**WHAT TO DO**
Count every line below in which "number" occurs, then give only the count.

--- START ---

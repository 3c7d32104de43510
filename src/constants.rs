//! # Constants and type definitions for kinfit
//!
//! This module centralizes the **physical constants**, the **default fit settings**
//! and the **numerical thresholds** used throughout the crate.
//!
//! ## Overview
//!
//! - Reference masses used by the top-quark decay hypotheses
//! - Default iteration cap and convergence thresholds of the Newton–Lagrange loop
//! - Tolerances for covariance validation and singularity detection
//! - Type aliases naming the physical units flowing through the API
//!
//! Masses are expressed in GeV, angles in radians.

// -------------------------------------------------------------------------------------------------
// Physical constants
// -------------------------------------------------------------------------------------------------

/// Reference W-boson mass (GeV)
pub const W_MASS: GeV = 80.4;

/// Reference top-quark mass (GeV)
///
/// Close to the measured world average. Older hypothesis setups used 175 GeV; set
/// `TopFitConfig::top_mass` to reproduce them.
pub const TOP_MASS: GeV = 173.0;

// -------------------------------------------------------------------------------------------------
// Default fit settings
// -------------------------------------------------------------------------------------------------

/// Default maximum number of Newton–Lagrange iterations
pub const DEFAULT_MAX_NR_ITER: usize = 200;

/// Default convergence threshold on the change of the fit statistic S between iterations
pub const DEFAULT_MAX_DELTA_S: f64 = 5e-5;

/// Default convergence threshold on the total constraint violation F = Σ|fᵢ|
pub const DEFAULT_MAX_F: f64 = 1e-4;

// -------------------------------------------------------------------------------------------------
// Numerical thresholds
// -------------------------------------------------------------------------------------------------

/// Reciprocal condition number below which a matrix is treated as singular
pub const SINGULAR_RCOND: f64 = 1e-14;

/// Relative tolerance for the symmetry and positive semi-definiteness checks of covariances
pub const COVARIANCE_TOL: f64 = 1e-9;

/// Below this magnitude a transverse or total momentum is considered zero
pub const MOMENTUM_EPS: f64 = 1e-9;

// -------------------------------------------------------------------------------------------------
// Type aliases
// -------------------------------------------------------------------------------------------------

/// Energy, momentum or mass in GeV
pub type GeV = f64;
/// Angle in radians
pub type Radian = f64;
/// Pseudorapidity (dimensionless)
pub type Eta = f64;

--- END ---

**SOLUTION FOR THIS EXERCISE**
2